(Records from a dataset)
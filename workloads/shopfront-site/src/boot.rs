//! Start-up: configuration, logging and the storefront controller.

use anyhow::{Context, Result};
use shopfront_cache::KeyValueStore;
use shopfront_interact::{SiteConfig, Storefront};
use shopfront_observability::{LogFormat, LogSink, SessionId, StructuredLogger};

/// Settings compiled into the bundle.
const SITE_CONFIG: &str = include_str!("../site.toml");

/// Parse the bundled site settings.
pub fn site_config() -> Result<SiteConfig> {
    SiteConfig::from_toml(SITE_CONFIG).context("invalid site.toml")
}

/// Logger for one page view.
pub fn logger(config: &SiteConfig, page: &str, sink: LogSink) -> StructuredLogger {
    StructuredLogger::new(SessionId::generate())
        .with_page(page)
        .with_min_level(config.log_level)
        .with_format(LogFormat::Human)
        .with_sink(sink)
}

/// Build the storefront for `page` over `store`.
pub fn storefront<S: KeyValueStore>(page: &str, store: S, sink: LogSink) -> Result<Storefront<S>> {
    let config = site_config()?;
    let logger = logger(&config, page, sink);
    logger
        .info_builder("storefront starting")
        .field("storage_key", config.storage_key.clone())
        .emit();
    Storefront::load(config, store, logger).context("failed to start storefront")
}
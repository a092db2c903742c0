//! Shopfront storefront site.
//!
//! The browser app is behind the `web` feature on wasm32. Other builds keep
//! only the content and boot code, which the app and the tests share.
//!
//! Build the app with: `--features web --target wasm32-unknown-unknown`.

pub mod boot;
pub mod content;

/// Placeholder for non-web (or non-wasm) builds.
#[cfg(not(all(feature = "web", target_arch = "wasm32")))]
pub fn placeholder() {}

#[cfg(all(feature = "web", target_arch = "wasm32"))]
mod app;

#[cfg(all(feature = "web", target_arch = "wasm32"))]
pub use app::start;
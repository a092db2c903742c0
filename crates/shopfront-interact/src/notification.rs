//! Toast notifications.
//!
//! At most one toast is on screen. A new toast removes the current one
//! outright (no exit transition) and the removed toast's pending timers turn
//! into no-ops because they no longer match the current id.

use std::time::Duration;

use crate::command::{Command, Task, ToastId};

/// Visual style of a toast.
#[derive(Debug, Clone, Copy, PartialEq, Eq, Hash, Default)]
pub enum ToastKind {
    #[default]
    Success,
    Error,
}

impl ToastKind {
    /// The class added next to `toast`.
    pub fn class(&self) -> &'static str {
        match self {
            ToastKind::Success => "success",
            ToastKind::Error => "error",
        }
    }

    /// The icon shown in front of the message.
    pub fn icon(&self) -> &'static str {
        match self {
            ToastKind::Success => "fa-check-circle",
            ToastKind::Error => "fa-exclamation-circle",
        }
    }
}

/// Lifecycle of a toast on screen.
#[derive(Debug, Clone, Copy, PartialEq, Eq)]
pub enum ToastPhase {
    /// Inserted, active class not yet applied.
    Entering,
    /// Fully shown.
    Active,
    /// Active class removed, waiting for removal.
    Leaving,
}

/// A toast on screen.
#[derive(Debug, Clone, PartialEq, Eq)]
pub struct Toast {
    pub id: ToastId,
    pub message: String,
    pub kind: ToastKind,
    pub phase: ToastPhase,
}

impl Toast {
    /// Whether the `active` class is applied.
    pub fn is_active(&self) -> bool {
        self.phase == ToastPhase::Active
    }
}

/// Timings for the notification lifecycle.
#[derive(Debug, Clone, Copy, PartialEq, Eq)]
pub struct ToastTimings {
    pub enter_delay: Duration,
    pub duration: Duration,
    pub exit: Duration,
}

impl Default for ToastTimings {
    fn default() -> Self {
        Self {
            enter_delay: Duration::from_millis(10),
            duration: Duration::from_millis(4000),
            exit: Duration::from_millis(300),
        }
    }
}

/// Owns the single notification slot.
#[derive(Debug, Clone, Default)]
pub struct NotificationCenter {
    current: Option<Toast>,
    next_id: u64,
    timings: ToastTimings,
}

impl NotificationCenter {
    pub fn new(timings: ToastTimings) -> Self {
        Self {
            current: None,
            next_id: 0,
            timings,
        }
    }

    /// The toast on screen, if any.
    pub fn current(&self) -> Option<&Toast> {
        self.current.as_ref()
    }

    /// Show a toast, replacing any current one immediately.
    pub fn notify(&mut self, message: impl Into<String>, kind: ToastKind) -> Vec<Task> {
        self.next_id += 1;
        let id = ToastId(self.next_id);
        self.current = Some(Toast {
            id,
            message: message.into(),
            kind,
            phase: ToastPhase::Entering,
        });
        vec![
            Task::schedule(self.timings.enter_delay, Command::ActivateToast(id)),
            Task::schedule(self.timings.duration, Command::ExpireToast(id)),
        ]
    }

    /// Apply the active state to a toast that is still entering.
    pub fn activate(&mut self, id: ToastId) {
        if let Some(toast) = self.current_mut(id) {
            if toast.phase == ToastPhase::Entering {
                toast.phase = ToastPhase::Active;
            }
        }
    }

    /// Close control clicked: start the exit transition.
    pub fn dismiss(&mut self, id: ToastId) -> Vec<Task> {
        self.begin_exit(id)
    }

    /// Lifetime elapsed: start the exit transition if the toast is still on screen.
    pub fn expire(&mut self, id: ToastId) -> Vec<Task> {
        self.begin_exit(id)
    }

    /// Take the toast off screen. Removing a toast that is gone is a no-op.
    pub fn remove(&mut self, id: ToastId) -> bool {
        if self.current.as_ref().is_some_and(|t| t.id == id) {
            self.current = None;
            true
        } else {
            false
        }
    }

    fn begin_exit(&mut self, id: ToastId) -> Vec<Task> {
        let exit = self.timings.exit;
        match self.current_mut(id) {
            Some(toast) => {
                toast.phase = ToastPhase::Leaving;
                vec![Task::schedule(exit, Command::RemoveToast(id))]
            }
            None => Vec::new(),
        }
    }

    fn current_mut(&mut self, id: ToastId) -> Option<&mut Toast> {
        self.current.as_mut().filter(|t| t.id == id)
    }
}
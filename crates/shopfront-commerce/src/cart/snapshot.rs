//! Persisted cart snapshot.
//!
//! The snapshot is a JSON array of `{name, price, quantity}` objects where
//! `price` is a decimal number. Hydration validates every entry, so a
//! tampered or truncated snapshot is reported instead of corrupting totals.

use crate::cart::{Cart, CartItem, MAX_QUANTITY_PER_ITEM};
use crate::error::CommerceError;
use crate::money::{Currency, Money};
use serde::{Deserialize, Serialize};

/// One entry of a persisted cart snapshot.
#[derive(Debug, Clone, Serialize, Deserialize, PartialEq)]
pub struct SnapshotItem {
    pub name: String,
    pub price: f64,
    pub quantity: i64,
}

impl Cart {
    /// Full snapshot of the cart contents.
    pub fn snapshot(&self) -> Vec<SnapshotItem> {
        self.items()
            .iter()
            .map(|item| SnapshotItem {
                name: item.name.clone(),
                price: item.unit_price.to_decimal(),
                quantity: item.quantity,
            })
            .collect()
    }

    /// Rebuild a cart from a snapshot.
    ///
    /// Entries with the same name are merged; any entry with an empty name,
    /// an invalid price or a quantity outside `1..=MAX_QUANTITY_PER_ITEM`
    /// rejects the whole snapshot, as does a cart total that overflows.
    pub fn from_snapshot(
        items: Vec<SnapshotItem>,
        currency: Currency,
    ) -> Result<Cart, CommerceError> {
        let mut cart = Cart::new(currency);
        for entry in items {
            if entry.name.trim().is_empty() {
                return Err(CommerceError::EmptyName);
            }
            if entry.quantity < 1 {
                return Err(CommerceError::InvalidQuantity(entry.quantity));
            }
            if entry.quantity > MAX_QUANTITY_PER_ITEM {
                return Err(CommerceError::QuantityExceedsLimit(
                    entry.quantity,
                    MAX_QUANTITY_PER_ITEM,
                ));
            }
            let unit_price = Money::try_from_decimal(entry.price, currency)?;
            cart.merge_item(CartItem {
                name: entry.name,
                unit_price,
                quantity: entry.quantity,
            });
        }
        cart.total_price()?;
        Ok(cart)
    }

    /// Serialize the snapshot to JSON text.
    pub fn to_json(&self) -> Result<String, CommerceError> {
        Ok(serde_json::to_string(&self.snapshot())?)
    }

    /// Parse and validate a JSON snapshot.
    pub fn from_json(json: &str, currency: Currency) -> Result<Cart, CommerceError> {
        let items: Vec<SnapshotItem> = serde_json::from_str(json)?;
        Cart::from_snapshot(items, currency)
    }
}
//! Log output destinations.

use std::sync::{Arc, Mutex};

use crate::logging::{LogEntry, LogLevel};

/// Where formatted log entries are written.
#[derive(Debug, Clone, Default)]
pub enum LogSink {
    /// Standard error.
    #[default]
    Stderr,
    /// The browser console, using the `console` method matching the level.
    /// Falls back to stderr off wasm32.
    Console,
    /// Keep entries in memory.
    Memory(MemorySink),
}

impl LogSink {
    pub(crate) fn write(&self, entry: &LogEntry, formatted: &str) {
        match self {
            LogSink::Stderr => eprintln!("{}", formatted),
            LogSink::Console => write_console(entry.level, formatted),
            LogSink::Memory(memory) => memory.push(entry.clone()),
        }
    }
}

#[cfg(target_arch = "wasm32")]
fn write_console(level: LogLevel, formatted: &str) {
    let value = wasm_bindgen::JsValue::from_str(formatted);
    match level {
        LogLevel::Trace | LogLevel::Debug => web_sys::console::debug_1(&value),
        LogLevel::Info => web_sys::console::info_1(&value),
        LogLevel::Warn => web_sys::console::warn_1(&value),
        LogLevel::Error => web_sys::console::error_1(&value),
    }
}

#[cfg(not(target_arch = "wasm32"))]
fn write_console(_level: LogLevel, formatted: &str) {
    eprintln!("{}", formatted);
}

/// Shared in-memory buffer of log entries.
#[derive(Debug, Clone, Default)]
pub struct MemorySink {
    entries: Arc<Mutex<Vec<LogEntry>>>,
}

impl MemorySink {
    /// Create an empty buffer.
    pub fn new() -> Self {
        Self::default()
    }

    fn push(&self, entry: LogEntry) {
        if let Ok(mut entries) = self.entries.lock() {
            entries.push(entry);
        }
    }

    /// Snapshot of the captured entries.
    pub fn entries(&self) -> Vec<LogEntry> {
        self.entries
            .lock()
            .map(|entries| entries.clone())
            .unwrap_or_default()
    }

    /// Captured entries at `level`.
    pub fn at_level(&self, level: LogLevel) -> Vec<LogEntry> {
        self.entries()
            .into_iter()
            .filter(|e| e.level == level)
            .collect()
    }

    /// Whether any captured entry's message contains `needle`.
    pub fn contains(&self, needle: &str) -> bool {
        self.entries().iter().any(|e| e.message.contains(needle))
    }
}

---

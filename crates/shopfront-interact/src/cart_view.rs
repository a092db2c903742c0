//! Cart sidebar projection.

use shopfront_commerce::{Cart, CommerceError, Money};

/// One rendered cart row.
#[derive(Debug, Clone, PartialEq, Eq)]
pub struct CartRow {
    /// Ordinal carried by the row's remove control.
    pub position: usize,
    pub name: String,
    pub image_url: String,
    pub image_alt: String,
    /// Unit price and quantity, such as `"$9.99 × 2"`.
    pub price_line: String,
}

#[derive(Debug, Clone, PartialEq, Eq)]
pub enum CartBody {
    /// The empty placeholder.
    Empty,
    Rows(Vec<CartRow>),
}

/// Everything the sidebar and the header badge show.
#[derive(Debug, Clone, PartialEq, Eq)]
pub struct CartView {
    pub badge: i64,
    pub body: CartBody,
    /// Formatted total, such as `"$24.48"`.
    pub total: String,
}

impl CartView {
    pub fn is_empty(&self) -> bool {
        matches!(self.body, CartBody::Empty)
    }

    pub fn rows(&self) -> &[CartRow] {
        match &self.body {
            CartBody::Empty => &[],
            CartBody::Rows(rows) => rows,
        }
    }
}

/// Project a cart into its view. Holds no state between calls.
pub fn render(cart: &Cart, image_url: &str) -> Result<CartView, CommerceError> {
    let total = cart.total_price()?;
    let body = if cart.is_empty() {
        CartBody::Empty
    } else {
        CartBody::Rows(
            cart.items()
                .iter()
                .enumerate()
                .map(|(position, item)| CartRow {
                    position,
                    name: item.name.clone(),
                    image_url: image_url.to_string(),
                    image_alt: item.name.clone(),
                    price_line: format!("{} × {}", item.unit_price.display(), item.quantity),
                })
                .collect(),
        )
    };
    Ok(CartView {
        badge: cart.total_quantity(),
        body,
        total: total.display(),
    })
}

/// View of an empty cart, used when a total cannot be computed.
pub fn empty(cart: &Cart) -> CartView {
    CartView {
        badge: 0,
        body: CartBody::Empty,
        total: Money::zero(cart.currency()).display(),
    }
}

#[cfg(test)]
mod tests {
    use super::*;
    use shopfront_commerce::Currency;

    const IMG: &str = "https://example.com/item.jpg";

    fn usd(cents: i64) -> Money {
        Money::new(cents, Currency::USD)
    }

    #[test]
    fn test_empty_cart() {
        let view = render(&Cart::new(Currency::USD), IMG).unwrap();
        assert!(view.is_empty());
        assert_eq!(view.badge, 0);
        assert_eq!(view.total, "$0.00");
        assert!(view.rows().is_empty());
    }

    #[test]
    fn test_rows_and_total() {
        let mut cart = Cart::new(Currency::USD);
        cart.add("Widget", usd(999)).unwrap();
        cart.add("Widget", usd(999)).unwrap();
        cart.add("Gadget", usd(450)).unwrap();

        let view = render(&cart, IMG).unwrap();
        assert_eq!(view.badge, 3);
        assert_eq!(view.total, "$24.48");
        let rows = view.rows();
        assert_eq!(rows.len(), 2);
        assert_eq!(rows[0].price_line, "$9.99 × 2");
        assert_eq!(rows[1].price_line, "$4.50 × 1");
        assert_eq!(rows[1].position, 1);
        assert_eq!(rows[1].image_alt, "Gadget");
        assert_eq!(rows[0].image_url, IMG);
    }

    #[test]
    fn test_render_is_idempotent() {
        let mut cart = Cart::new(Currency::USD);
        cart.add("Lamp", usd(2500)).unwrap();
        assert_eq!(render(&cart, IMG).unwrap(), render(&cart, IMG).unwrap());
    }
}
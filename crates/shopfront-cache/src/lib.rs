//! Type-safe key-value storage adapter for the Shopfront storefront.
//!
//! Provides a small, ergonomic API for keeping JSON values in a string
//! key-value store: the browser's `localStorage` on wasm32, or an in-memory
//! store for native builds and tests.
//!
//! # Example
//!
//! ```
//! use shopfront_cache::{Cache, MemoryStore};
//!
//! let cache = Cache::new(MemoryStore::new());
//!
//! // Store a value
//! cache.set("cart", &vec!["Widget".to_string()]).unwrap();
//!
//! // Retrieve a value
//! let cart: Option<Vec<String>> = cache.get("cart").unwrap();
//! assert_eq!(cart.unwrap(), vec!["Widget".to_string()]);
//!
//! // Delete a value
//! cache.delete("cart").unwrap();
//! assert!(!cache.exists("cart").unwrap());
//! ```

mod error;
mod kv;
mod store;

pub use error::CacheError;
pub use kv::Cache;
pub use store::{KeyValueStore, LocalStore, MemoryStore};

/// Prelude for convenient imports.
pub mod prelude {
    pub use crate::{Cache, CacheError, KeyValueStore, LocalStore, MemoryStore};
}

--

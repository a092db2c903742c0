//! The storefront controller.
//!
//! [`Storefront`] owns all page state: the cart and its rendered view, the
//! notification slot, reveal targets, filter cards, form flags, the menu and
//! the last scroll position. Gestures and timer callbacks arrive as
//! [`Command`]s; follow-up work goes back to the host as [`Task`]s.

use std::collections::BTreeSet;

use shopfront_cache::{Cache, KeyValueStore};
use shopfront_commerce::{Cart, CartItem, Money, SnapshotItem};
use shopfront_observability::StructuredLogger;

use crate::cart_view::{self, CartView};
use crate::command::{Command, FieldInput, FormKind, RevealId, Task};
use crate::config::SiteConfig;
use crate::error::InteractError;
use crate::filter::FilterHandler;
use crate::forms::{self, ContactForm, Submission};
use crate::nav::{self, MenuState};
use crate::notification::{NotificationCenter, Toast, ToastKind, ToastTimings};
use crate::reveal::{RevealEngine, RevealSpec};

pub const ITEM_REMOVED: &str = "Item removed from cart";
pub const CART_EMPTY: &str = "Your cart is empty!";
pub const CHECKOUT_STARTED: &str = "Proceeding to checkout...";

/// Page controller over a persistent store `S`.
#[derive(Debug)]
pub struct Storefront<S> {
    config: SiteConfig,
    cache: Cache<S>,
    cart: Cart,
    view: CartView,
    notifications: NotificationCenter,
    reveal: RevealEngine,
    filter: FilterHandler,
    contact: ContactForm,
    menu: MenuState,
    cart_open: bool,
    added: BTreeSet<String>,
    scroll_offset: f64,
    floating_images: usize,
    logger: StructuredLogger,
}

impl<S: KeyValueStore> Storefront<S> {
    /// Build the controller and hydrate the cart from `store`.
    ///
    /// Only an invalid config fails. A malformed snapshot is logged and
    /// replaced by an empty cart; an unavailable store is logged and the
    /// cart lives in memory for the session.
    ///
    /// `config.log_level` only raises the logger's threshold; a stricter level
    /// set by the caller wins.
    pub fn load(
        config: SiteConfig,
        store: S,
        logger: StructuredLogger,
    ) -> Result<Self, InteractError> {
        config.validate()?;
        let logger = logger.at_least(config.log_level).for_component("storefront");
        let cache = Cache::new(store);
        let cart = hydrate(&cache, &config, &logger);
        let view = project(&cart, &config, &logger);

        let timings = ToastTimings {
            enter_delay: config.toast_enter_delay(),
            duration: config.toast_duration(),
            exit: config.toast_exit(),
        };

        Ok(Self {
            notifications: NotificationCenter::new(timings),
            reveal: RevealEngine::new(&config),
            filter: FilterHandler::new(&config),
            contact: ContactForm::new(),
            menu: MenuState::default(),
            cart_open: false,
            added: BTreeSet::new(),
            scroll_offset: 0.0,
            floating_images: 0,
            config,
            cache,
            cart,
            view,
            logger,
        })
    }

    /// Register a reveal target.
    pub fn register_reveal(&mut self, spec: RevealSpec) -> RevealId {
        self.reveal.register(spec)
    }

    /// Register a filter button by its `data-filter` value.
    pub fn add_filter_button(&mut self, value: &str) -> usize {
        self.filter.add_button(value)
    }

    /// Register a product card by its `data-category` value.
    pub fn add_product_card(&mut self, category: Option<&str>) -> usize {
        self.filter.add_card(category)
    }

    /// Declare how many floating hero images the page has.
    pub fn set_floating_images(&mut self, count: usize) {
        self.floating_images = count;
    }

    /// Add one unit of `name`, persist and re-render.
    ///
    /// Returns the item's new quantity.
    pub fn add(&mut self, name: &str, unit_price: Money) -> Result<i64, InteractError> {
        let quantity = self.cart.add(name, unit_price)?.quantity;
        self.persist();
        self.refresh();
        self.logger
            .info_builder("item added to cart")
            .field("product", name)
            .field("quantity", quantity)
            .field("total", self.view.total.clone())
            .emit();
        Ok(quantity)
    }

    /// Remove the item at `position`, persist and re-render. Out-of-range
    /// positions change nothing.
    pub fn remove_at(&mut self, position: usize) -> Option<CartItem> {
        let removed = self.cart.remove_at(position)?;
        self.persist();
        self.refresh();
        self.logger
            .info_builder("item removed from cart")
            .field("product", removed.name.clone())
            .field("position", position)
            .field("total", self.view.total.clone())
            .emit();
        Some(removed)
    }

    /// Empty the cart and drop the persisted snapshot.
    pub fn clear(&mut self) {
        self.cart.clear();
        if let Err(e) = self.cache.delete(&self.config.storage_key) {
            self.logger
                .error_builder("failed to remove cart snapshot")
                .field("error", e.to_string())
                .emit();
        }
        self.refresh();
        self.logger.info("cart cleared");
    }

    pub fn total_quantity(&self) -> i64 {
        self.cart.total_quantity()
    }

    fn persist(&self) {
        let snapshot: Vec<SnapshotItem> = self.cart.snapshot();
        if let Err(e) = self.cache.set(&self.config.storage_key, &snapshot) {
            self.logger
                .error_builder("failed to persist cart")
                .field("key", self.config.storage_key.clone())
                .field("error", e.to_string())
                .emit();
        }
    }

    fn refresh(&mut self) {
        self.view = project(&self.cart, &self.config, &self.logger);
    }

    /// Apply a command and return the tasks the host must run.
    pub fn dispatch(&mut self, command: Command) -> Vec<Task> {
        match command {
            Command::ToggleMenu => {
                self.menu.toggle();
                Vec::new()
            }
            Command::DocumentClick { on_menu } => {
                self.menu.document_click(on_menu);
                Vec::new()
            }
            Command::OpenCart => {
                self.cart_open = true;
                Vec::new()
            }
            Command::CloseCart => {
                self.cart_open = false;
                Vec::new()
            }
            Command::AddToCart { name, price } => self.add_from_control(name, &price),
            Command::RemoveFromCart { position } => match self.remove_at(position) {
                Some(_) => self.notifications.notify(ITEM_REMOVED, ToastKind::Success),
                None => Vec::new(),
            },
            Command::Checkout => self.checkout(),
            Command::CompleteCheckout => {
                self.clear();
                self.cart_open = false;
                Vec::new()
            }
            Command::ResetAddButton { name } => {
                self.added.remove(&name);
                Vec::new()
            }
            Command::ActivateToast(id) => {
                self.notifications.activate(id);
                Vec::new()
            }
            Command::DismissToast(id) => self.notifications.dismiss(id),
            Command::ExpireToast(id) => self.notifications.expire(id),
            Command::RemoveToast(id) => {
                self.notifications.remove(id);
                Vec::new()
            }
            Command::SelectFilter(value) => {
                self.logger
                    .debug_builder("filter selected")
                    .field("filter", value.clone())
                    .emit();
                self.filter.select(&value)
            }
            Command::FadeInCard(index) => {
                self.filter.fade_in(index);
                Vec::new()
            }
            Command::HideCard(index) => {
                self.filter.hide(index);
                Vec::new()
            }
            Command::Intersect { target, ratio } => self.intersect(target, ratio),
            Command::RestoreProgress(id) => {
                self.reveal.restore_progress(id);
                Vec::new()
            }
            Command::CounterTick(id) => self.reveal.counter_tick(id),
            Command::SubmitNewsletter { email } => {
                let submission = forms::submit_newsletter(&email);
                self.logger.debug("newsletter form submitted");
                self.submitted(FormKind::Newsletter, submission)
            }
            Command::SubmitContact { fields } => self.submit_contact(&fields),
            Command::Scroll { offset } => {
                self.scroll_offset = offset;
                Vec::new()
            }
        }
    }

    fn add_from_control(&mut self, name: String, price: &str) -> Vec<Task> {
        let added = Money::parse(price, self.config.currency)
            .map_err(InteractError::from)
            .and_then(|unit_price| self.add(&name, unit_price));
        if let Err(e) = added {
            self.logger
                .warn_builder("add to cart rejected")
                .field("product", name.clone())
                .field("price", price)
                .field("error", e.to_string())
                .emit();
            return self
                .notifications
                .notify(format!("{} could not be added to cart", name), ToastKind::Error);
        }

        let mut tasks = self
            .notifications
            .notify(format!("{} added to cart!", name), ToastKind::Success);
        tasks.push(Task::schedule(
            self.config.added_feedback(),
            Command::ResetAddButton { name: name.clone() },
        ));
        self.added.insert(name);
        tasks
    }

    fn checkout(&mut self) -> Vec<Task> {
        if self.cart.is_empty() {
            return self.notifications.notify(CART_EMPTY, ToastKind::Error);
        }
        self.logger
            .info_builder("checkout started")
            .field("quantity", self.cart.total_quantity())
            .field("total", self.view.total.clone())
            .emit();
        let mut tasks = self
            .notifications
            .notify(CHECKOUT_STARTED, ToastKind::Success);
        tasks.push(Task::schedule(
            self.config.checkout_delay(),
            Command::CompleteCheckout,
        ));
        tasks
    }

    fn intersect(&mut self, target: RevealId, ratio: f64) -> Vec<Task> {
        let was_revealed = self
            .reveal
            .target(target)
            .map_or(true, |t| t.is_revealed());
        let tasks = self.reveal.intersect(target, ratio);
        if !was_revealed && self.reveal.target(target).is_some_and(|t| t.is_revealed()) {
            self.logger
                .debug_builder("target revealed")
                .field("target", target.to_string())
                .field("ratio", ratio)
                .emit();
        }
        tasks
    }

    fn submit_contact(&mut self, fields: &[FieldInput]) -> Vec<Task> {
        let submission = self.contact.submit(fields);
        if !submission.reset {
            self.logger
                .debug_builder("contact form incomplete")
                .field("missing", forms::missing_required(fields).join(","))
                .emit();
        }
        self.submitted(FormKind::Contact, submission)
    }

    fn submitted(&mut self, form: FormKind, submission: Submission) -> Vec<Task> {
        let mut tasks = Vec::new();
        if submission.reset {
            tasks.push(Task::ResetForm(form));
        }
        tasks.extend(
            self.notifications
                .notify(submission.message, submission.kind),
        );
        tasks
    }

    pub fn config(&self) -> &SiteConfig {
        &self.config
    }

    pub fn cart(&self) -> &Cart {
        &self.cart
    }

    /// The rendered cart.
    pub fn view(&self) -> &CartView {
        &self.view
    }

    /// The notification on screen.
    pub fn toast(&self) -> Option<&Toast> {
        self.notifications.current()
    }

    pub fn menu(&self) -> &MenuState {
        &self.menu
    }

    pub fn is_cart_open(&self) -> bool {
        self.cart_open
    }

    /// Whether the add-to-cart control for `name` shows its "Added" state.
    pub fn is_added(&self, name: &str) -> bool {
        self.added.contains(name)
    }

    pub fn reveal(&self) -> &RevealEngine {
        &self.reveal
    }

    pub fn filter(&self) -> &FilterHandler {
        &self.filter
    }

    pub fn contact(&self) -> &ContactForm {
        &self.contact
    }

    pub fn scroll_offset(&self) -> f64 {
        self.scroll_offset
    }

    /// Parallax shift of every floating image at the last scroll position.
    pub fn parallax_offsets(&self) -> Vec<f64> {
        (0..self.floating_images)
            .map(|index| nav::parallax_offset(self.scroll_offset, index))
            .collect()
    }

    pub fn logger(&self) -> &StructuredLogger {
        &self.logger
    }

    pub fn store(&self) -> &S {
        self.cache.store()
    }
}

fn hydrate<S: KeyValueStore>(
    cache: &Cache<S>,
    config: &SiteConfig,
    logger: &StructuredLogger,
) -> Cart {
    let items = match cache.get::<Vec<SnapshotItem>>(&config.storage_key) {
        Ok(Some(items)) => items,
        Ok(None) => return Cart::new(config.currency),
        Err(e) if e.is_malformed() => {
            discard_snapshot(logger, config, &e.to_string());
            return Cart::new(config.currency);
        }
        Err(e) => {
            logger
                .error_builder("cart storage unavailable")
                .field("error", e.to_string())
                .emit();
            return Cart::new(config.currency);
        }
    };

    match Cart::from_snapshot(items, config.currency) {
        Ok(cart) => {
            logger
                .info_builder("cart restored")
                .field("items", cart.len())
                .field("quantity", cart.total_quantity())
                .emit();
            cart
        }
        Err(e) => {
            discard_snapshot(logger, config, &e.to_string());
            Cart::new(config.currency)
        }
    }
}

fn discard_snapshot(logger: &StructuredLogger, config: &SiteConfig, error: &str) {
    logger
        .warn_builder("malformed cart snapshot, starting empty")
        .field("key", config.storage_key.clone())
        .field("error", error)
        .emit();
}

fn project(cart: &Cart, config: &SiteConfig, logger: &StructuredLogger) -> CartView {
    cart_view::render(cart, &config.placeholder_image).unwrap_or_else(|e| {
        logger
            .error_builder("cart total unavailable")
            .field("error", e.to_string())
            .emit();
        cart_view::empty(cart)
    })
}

#### Task description
Count every line above that holds the word "CompleteCheckout", and state the number and nothing more.

#### Reply
2